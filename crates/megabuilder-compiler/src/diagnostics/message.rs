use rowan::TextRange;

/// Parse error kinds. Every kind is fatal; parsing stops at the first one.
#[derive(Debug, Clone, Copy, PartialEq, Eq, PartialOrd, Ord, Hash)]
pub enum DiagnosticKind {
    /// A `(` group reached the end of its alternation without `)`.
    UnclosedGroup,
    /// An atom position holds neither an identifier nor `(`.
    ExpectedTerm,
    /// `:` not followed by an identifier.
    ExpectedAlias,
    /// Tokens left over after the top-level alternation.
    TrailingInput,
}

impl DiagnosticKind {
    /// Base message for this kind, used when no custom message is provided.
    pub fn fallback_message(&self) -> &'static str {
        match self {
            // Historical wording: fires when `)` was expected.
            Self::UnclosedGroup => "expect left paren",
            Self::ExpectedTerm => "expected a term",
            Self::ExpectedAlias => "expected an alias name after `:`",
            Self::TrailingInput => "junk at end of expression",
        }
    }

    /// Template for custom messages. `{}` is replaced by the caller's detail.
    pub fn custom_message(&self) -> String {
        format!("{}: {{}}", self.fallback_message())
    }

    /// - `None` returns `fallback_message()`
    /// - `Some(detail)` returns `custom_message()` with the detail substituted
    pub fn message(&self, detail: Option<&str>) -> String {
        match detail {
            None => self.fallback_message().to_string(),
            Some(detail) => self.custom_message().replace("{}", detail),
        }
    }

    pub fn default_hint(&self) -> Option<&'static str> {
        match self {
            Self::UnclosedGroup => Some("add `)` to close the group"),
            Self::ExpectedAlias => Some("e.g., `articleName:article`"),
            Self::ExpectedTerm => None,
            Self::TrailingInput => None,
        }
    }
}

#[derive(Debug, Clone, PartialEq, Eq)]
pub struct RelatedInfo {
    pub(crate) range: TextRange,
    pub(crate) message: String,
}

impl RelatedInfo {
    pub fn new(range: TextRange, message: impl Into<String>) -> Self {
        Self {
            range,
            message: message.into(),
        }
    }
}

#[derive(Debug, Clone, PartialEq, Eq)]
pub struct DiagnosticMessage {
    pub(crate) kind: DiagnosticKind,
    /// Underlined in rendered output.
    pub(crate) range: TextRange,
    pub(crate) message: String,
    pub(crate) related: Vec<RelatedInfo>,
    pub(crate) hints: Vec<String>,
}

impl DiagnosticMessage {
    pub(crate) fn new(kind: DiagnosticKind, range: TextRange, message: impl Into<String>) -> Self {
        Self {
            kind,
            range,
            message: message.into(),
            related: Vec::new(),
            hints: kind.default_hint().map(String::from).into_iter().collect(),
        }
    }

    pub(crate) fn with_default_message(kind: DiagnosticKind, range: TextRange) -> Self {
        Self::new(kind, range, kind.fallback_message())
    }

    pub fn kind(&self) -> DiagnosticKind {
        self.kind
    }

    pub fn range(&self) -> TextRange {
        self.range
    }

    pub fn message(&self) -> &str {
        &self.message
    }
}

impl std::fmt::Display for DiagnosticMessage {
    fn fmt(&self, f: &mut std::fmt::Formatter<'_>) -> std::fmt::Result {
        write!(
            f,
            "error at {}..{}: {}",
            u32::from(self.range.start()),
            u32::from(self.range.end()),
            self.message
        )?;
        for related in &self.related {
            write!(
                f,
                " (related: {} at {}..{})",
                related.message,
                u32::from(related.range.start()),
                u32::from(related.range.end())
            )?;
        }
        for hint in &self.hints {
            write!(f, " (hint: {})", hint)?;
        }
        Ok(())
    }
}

+---+

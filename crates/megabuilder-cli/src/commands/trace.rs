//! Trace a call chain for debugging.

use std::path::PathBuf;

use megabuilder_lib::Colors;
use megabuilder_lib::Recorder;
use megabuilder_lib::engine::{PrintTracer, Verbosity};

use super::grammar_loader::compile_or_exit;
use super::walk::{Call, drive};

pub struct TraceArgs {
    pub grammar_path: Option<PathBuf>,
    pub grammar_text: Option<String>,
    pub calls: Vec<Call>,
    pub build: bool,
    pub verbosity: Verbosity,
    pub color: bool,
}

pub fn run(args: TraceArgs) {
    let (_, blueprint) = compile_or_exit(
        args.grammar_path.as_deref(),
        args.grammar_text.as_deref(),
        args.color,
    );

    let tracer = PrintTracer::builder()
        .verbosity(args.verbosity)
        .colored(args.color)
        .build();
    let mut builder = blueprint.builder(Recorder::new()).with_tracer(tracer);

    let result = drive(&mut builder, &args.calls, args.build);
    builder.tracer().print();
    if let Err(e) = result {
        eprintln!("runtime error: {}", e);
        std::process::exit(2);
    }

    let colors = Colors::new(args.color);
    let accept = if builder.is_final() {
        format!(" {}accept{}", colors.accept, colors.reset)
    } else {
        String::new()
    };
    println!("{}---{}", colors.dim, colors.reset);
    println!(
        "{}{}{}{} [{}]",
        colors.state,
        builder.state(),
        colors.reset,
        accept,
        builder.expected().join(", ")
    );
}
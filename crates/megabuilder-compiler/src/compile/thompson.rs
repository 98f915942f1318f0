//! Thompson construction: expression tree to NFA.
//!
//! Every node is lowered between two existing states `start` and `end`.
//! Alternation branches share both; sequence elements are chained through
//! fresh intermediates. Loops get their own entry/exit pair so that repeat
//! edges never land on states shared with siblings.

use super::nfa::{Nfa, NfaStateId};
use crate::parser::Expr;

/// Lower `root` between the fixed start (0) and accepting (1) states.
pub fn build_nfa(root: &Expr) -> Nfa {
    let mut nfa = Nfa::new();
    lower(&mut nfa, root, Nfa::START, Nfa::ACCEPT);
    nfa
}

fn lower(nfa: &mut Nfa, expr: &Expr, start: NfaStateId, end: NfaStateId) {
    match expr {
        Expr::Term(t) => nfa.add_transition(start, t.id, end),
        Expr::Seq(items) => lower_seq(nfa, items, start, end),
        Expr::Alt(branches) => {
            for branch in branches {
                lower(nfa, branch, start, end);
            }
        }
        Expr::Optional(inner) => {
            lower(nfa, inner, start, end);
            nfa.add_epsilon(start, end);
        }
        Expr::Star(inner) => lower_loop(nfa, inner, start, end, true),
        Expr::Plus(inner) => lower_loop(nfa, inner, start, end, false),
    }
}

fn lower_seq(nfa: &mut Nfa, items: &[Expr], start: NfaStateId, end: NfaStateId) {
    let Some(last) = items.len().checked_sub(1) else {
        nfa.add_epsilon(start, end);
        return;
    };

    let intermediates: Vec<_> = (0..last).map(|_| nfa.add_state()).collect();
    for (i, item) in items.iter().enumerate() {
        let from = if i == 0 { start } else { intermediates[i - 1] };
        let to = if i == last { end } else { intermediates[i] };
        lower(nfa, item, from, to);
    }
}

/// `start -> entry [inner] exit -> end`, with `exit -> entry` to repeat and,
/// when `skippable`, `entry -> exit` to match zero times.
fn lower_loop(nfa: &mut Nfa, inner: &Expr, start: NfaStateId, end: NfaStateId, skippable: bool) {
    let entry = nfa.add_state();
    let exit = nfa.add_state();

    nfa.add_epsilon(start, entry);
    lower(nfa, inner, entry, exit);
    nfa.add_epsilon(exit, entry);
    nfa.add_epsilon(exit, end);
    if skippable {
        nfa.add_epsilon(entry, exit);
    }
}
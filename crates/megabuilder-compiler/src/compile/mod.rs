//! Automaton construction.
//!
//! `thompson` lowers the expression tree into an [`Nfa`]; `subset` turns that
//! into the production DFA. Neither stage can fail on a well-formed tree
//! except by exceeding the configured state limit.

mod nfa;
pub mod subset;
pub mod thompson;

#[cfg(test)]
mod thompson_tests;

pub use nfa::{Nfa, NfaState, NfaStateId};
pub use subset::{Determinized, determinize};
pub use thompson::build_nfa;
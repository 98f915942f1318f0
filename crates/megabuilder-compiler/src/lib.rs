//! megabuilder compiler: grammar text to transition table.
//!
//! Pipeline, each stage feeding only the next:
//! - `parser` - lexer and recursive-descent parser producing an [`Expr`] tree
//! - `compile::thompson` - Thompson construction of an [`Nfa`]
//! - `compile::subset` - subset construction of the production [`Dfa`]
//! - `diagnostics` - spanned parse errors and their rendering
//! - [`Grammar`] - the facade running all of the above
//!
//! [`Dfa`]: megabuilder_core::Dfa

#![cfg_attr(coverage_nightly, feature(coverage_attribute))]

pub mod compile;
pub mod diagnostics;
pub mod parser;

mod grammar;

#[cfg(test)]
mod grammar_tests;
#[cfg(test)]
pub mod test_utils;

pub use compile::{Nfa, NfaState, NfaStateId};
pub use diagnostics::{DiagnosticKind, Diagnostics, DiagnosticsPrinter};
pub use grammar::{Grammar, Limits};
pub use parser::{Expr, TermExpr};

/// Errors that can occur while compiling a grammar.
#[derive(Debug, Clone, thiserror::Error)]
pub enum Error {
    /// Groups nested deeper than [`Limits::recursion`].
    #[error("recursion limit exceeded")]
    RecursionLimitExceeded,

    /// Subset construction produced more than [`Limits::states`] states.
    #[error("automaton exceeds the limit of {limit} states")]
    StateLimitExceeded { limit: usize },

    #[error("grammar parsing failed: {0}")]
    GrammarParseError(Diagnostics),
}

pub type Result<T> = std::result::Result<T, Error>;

+---+

◆ WORK REQUEST
Which of the lines above include the string "that"? Pick them out and copy them.

◆ ANSWER BOX
//! fresh intermediates. Loops get their own entry/exit pair so that repeat
//! `thompson` lowers the expression tree into an [`Nfa`]; `subset` turns that
/// Errors that can occur while compiling a grammar.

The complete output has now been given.